I wrote a short test program to make sure writes < PIPE_BUF length are
still atomic (by reading PIPE_BUF/2 bytes from a full pipe and then
trying to write PIPE_BUF * (3/4) bytes to it), and the behavior seems to
be correct (ret = -1, errno = EAGAIN).
> The _only_ guarantees wrt PIPE_BUF is literally that a write smaller than
> or equal to the PIPE_BUF will always either complete fully or not at all,
> and that a reader will see the write as an atomic packet (ie two writers
> will never have their write buffers interleaved within such a single
> "write()" system call).
> How empty the pipe has to be for a write to be able to do so is outside
> the spec, and any code (including LSB tests) that depends on it is broken.

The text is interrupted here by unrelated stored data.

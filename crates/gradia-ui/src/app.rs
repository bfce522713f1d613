use gradia_engine::compile::generate_gradient_css;
use gradia_engine::paint::{ColorStop, GradientKind};
use gradia_engine::preset::PreviewShape;
use gradia_engine::store::{Direction, LayerStore, LayerUpdate};

use crate::catalog::{CatalogError, PresetCatalog, DEFAULT_PRESET};
use crate::clipboard::{Clipboard, SystemClipboard};
use crate::event::{EditorEvent, EventResult};
use crate::notify::Notification;
use crate::position::{format_position, parse_position};
use crate::view::{render, ViewModel};

// ── Application ───────────────────────────────────────────────────────────

/// Editor builder.
///
/// ```rust,ignore
/// let mut editor = Application::new()
///     .catalog(std::fs::read_to_string("team.gpml")?)
///     .initial_preset("lava-flow")
///     .build()?;
/// editor.dispatch(EditorEvent::AddLayer);
/// println!("{}", editor.render().css);
/// ```
pub struct Application {
    builtin_presets: bool,
    catalogs:        Vec<String>,
    initial_preset:  Option<String>,
    clipboard:       Option<Box<dyn Clipboard>>,
}

impl Application {
    pub fn new() -> Self {
        Self {
            builtin_presets: true,
            catalogs:        Vec::new(),
            initial_preset:  Some(DEFAULT_PRESET.to_string()),
            clipboard:       None,
        }
    }

    /// Register additional `.gpml` source. Presets with an existing name
    /// replace the earlier definition.
    pub fn catalog(mut self, src: impl Into<String>) -> Self {
        self.catalogs.push(src.into());
        self
    }

    /// Start from an empty catalog instead of the built-in presets.
    pub fn without_builtin_presets(mut self) -> Self {
        self.builtin_presets = false;
        self
    }

    /// Preset loaded at startup. Defaults to `arctic-aurora`.
    pub fn initial_preset(mut self, name: impl Into<String>) -> Self {
        self.initial_preset = Some(name.into());
        self
    }

    /// Start with a single default layer instead of a preset.
    pub fn blank(mut self) -> Self {
        self.initial_preset = None;
        self
    }

    /// Where "copy CSS" writes to. Defaults to the system clipboard.
    pub fn clipboard(mut self, clipboard: impl Clipboard + 'static) -> Self {
        self.clipboard = Some(Box::new(clipboard));
        self
    }

    pub fn build(self) -> Result<Editor, CatalogError> {
        let mut catalog = if self.builtin_presets {
            PresetCatalog::builtin()?
        } else {
            PresetCatalog::new()
        };
        for src in &self.catalogs {
            let n = catalog.parse_and_register(src)?;
            log::debug!("registered {n} presets from extra catalog");
        }

        let clipboard = self.clipboard.unwrap_or_else(|| Box::new(SystemClipboard::new()));
        let mut editor = Editor::new(catalog, clipboard);

        let loaded = match self.initial_preset {
            Some(name) => editor.dispatch(EditorEvent::LoadPreset(name)).is_consumed(),
            None => false,
        };
        if !loaded {
            editor.store.add_layer(GradientKind::Linear);
        }
        Ok(editor)
    }
}

impl Default for Application {
    fn default() -> Self {
        Self::new()
    }
}

// ── Editor ────────────────────────────────────────────────────────────────

/// Editor application state: the layer store plus everything around it.
///
/// Drive it with [`dispatch`](Self::dispatch) and call [`render`](Self::render)
/// after every consumed event.
pub struct Editor {
    pub(crate) store:         LayerStore,
    pub(crate) catalog:       PresetCatalog,
    pub(crate) preview_shape: PreviewShape,
    clipboard:                Box<dyn Clipboard>,
    notifications:            Vec<Notification>,
}

impl Editor {
    /// An editor with an empty store. Most callers want [`Application`].
    pub fn new(catalog: PresetCatalog, clipboard: Box<dyn Clipboard>) -> Self {
        Self {
            store: LayerStore::new(),
            catalog,
            preview_shape: PreviewShape::default(),
            clipboard,
            notifications: Vec::new(),
        }
    }

    pub fn store(&self) -> &LayerStore {
        &self.store
    }

    pub fn catalog(&self) -> &PresetCatalog {
        &self.catalog
    }

    pub fn preview_shape(&self) -> PreviewShape {
        self.preview_shape
    }

    /// Pure view of the current state.
    pub fn render(&self) -> ViewModel {
        render(self)
    }

    /// Drain queued notifications.
    pub fn take_notifications(&mut self) -> Vec<Notification> {
        std::mem::take(&mut self.notifications)
    }

    // ── Dispatch ──────────────────────────────────────────────────────────

    pub fn dispatch(&mut self, event: EditorEvent) -> EventResult {
        log::trace!("dispatch {event:?}");
        match event {
            EditorEvent::AddLayer => {
                self.store.add_layer(GradientKind::Linear);
                EventResult::Consumed
            }
            EditorEvent::SelectLayer(id) => {
                self.store.select(id);
                (self.store.selected() == Some(id)).into()
            }
            EditorEvent::RemoveLayer(id) => {
                // The editor always keeps one layer to edit.
                if self.store.len() <= 1 || self.store.get_layer(id).is_none() {
                    return EventResult::Ignored;
                }
                self.store.remove_layer(id);
                EventResult::Consumed
            }
            EditorEvent::MoveLayer(id, direction) => {
                let Some(index) = self.store.index_of(id) else {
                    return EventResult::Ignored;
                };
                self.store.move_layer(id, direction);
                let moved = match direction {
                    Direction::Up => index > 0,
                    Direction::Down => index + 1 < self.store.len(),
                };
                moved.into()
            }

            EditorEvent::SetKind(kind) => self.update_selected(LayerUpdate::new().kind(kind)),
            EditorEvent::SetAngle(angle) => self.update_selected(LayerUpdate::new().angle(angle)),
            EditorEvent::SetPositionX(x) => self.set_position(|_, y| (x, y)),
            EditorEvent::SetPositionY(y) => self.set_position(|x, _| (x, y)),
            EditorEvent::SetBlendMode(mode) => self.update_selected(LayerUpdate::new().blend_mode(mode)),
            EditorEvent::SetRadialShape(shape) => {
                self.update_selected(LayerUpdate::new().radial_shape(shape))
            }
            EditorEvent::SetRadialSize(size) => self.update_selected(LayerUpdate::new().radial_size(size)),

            EditorEvent::AddColorStop => match self.store.selected() {
                Some(id) => {
                    self.store.add_default_color_stop(id);
                    EventResult::Consumed
                }
                None => EventResult::Ignored,
            },
            EditorEvent::SetStopColor { index, color } => self.edit_stop(index, |s| s.color = color),
            EditorEvent::SetStopPosition { index, position } => {
                if !position.is_finite() {
                    log::debug!("ignoring non-finite stop position {position}");
                    return EventResult::Ignored;
                }
                self.edit_stop(index, |s| s.position = position)
            }
            EditorEvent::SetStopUnit { index, unit } => self.edit_stop(index, |s| s.unit = unit),
            EditorEvent::SetStopOpacity { index, opacity } => {
                self.edit_stop(index, |s| s.opacity = opacity.min(ColorStop::MAX_OPACITY))
            }
            EditorEvent::RemoveColorStop(index) => {
                let Some(layer) = self.store.selected_layer() else {
                    return EventResult::Ignored;
                };
                let (id, before) = (layer.id(), layer.stops().len());
                self.store.remove_color_stop(id, index);
                let after = self.store.get_layer(id).map_or(before, |l| l.stops().len());
                (after < before).into()
            }

            EditorEvent::SetPreviewShape(shape) => {
                self.preview_shape = shape;
                EventResult::Consumed
            }
            EditorEvent::CopyCss => {
                self.copy_css();
                EventResult::Consumed
            }
            EditorEvent::LoadPreset(name) => self.load_preset(&name),
        }
    }

    // ── Handlers ──────────────────────────────────────────────────────────

    fn update_selected(&mut self, update: LayerUpdate) -> EventResult {
        match self.store.selected() {
            Some(id) => {
                self.store.update_layer(id, update);
                EventResult::Consumed
            }
            None => EventResult::Ignored,
        }
    }

    /// Re-derives the position string from the slider offsets, keeping the
    /// axis that is not being edited.
    fn set_position(&mut self, f: impl FnOnce(i32, i32) -> (i32, i32)) -> EventResult {
        let Some(layer) = self.store.selected_layer() else {
            return EventResult::Ignored;
        };
        let (x, y) = parse_position(&layer.position);
        let (x, y) = f(x, y);
        self.update_selected(LayerUpdate::new().position(format_position(x, y)))
    }

    fn edit_stop(&mut self, index: usize, f: impl FnOnce(&mut ColorStop)) -> EventResult {
        let Some(layer) = self.store.selected_layer() else {
            return EventResult::Ignored;
        };
        let Some(mut stop) = layer.stops().get(index).cloned() else {
            return EventResult::Ignored;
        };
        let id = layer.id();
        f(&mut stop);
        self.store.update_color_stop(id, index, stop).is_some().into()
    }

    fn copy_css(&mut self) {
        let css = generate_gradient_css(self.store.layers());
        match self.clipboard.write_text(&css) {
            Ok(()) => {
                log::info!("copied {} bytes of CSS", css.len());
                self.notifications.push(Notification::info("CSS copied to clipboard"));
            }
            Err(e) => {
                log::warn!("copy failed: {e}");
                self.notifications.push(Notification::error(format!("Could not copy CSS: {e}")));
            }
        }
    }

    fn load_preset(&mut self, name: &str) -> EventResult {
        let Some(preset) = self.catalog.get(name) else {
            log::warn!("unknown preset {name:?}");
            return EventResult::Ignored;
        };
        self.store.load_preset(preset);
        self.preview_shape = preset.shape;
        log::info!("loaded preset {name:?}");
        self.notifications.push(Notification::info(format!("Preset \"{name}\" loaded")));
        EventResult::Consumed
    }
}
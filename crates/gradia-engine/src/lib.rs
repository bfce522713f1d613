//! Gradia engine crate.
//!
//! Owns the gradient layer model, the layer store, and the compiler that turns
//! an ordered list of layers into CSS background text. Nothing in here touches
//! a terminal, a clipboard, or any other platform surface.

pub mod paint;
pub mod store;
pub mod compile;
pub mod preset;

pub mod logging;
//! Gradient compiler: layers in, CSS text out.
//!
//! Pure functions only. The same layers always produce the same strings, and
//! nothing here can fail: unknown gradient kinds fall back to a 90deg linear
//! gradient and malformed hex colors decode as black.

mod css;

pub use css::{
    blend_mode_list, compile, format_color_stop, format_color_stops, generate_background_style,
    generate_gradient_css, generate_single_gradient, CompiledStyle, EMPTY_BACKGROUND,
};
use std::fmt;
use std::str::FromStr;

// ── Keyword parsing ───────────────────────────────────────────────────────

/// Rejected CSS keyword.
#[derive(Debug, Clone, PartialEq, Eq)]
pub struct ParseKeywordError {
    /// What kind of keyword was expected (`"blend mode"`, `"stop unit"`, …).
    pub expected: &'static str,
    pub input: String,
}

impl fmt::Display for ParseKeywordError {
    fn fmt(&self, f: &mut fmt::Formatter<'_>) -> fmt::Result {
        write!(f, "unknown {} {:?}", self.expected, self.input)
    }
}

impl std::error::Error for ParseKeywordError {}

/// Declares a fieldless enum that maps one-to-one onto CSS keywords.
macro_rules! keyword_enum {
    (
        $(#[$meta:meta])*
        $name:ident ($what:literal) {
            $( $(#[$vmeta:meta])* $variant:ident => $kw:literal ),+ $(,)?
        }
    ) => {
        $(#[$meta])*
        #[derive(Debug, Copy, Clone, Eq, PartialEq, Hash)]
        pub enum $name {
            $( $(#[$vmeta])* $variant ),+
        }

        impl $name {
            pub const ALL: &'static [$name] = &[$( $name::$variant ),+];

            /// The CSS keyword.
            pub const fn as_str(self) -> &'static str {
                match self {
                    $( $name::$variant => $kw ),+
                }
            }
        }

        impl fmt::Display for $name {
            fn fmt(&self, f: &mut fmt::Formatter<'_>) -> fmt::Result {
                f.write_str(self.as_str())
            }
        }

        impl FromStr for $name {
            type Err = ParseKeywordError;

            fn from_str(s: &str) -> Result<Self, Self::Err> {
                match s {
                    $( $kw => Ok($name::$variant), )+
                    _ => Err(ParseKeywordError { expected: $what, input: s.to_string() }),
                }
            }
        }
    };
}

keyword_enum! {
    /// Unit attached to a color stop position in non-angular gradients.
    StopUnit ("stop unit") {
        Percent => "%",
        Px => "px",
    }
}

impl Default for StopUnit {
    fn default() -> Self {
        StopUnit::Percent
    }
}

keyword_enum! {
    /// `<radial-shape>`.
    RadialShape ("radial shape") {
        Circle => "circle",
        Ellipse => "ellipse",
    }
}

impl Default for RadialShape {
    fn default() -> Self {
        RadialShape::Circle
    }
}

keyword_enum! {
    /// `<radial-extent>` sizing keyword.
    RadialSize ("radial size") {
        ClosestSide => "closest-side",
        ClosestCorner => "closest-corner",
        FarthestSide => "farthest-side",
        FarthestCorner => "farthest-corner",
    }
}

impl Default for RadialSize {
    fn default() -> Self {
        RadialSize::FarthestCorner
    }
}

keyword_enum! {
    /// `<blend-mode>` applied between a layer and everything beneath it.
    BlendMode ("blend mode") {
        Normal => "normal",
        Multiply => "multiply",
        Screen => "screen",
        Overlay => "overlay",
        Darken => "darken",
        Lighten => "lighten",
        ColorDodge => "color-dodge",
        ColorBurn => "color-burn",
        HardLight => "hard-light",
        SoftLight => "soft-light",
        Difference => "difference",
        Exclusion => "exclusion",
        Hue => "hue",
        Saturation => "saturation",
        Color => "color",
        Luminosity => "luminosity",
    }
}

impl Default for BlendMode {
    fn default() -> Self {
        BlendMode::Normal
    }
}

// ── GradientKind ──────────────────────────────────────────────────────────

/// CSS gradient function of a layer.
///
/// `Other` keeps names the editor does not know about. They are never
/// rejected; the compiler falls back to a plain linear gradient for them.
#[derive(Debug, Clone, Eq, PartialEq, Hash)]
pub enum GradientKind {
    Linear,
    Radial,
    Conic,
    RepeatingLinear,
    RepeatingRadial,
    RepeatingConic,
    Other(String),
}

impl GradientKind {
    /// Every known gradient function, in menu order.
    pub const KNOWN: [GradientKind; 6] = [
        GradientKind::Linear,
        GradientKind::Radial,
        GradientKind::Conic,
        GradientKind::RepeatingLinear,
        GradientKind::RepeatingRadial,
        GradientKind::RepeatingConic,
    ];

    pub fn parse(name: &str) -> Self {
        match name {
            "linear-gradient" => GradientKind::Linear,
            "radial-gradient" => GradientKind::Radial,
            "conic-gradient" => GradientKind::Conic,
            "repeating-linear-gradient" => GradientKind::RepeatingLinear,
            "repeating-radial-gradient" => GradientKind::RepeatingRadial,
            "repeating-conic-gradient" => GradientKind::RepeatingConic,
            other => GradientKind::Other(other.to_string()),
        }
    }

    /// CSS function name.
    pub fn as_str(&self) -> &str {
        match self {
            GradientKind::Linear => "linear-gradient",
            GradientKind::Radial => "radial-gradient",
            GradientKind::Conic => "conic-gradient",
            GradientKind::RepeatingLinear => "repeating-linear-gradient",
            GradientKind::RepeatingRadial => "repeating-radial-gradient",
            GradientKind::RepeatingConic => "repeating-conic-gradient",
            GradientKind::Other(name) => name,
        }
    }

    /// Human-readable label for layer lists.
    pub fn label(&self) -> &str {
        match self {
            GradientKind::Linear => "Linear",
            GradientKind::Radial => "Radial",
            GradientKind::Conic => "Conic",
            GradientKind::RepeatingLinear => "Repeating Linear",
            GradientKind::RepeatingRadial => "Repeating Radial",
            GradientKind::RepeatingConic => "Repeating Conic",
            GradientKind::Other(name) => name,
        }
    }

    /// True for gradients whose stops are placed by angle (conic variants).
    ///
    /// Matches on the function name, so an unknown `*conic*` name counts too.
    pub fn is_angle_based(&self) -> bool {
        self.as_str().contains("conic")
    }

    /// `linear-gradient` and `repeating-linear-gradient`.
    pub fn is_linear(&self) -> bool {
        matches!(self, GradientKind::Linear | GradientKind::RepeatingLinear)
    }

    /// Radial variants, by function name like [`is_angle_based`](Self::is_angle_based).
    pub fn is_radial(&self) -> bool {
        self.as_str().contains("radial")
    }
}

impl Default for GradientKind {
    fn default() -> Self {
        GradientKind::Linear
    }
}

impl fmt::Display for GradientKind {
    fn fmt(&self, f: &mut fmt::Formatter<'_>) -> fmt::Result {
        f.write_str(self.as_str())
    }
}

impl From<&str> for GradientKind {
    fn from(name: &str) -> Self {
        GradientKind::parse(name)
    }
}

// ── ColorStop ─────────────────────────────────────────────────────────────

/// A single gradient color stop.
///
/// `color` is either a hex literal or the keyword `transparent`; it is kept
/// verbatim so the exported CSS shows exactly what the user picked.
/// `opacity` is a percentage in `0..=100`.
#[derive(Debug, Clone, PartialEq)]
pub struct ColorStop {
    pub color: String,
    pub position: f32,
    pub opacity: u8,
    pub unit: StopUnit,
}

impl ColorStop {
    pub const MAX_OPACITY: u8 = 100;

    /// Fully opaque stop measured in percent.
    pub fn new(color: impl Into<String>, position: f32) -> Self {
        Self { color: color.into(), position, opacity: Self::MAX_OPACITY, unit: StopUnit::Percent }
    }

    /// Sets opacity, clamped to `0..=100`.
    pub fn with_opacity(mut self, opacity: u8) -> Self {
        self.opacity = opacity.min(Self::MAX_OPACITY);
        self
    }

    pub fn with_unit(mut self, unit: StopUnit) -> Self {
        self.unit = unit;
        self
    }

    #[inline]
    pub fn is_transparent(&self) -> bool {
        self.color == "transparent"
    }

    #[inline]
    pub fn is_opaque(&self) -> bool {
        self.opacity >= Self::MAX_OPACITY
    }
}

#[cfg(test)]
mod tests {
    use super::*;

    #[test]
    fn known_kinds_round_trip_through_names() {
        for kind in GradientKind::KNOWN {
            assert_eq!(GradientKind::parse(kind.as_str()), kind);
        }
    }

    #[test]
    fn unknown_kind_is_kept_verbatim() {
        let kind = GradientKind::parse("mesh-gradient");
        assert_eq!(kind, GradientKind::Other("mesh-gradient".into()));
        assert_eq!(kind.as_str(), "mesh-gradient");
        assert_eq!(kind.label(), "mesh-gradient");
        assert!(!kind.is_angle_based());
    }

    #[test]
    fn angle_based_follows_conic_in_name() {
        assert!(GradientKind::Conic.is_angle_based());
        assert!(GradientKind::RepeatingConic.is_angle_based());
        assert!(GradientKind::Other("super-conic".into()).is_angle_based());
        assert!(!GradientKind::RepeatingRadial.is_angle_based());
    }

    #[test]
    fn radial_follows_radial_in_name() {
        assert!(GradientKind::RepeatingRadial.is_radial());
        assert!(GradientKind::Other("elliptical-radial".into()).is_radial());
        assert!(!GradientKind::Conic.is_radial());
    }

    #[test]
    fn labels() {
        assert_eq!(GradientKind::RepeatingLinear.label(), "Repeating Linear");
        assert_eq!(GradientKind::Conic.label(), "Conic");
    }

    #[test]
    fn blend_modes_parse_hyphenated_keywords() {
        assert_eq!("color-dodge".parse::<BlendMode>(), Ok(BlendMode::ColorDodge));
        assert_eq!(BlendMode::SoftLight.to_string(), "soft-light");
        assert_eq!(BlendMode::ALL.len(), 16);
    }

    #[test]
    fn bad_keyword_reports_input() {
        let err = "fuzzy".parse::<BlendMode>().unwrap_err();
        assert_eq!(err.input, "fuzzy");
        assert_eq!(err.to_string(), "unknown blend mode \"fuzzy\"");
    }

    #[test]
    fn stop_defaults() {
        let s = ColorStop::new("#ffffff", 50.0);
        assert_eq!(s.opacity, 100);
        assert_eq!(s.unit, StopUnit::Percent);
        assert!(s.is_opaque());
    }

    #[test]
    fn stop_opacity_is_clamped() {
        assert_eq!(ColorStop::new("#000000", 0.0).with_opacity(250).opacity, 100);
    }
}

Hmm. My reading was different, but on reflection you seem to be more
accurate. I suppose I will have to bring this to the attention to the
I will give one more reason to consider the patch. Whatever the spec
said, the kernel's behavior has changed, and only for certain
architectures. On ia64 (at least), the amount one must read from a pipe
in order to unblock it cannot be determined except via extreme means
(parsing a kernel config, doing test pipe I/O to try and deduce
PAGE_SIZE, etc.) There may be benefit in restoring the previous
behavior, which my patch does without sacrificing the benefits of the
new pipe code.
Of course, that's up to you to decide. Thanks for your time.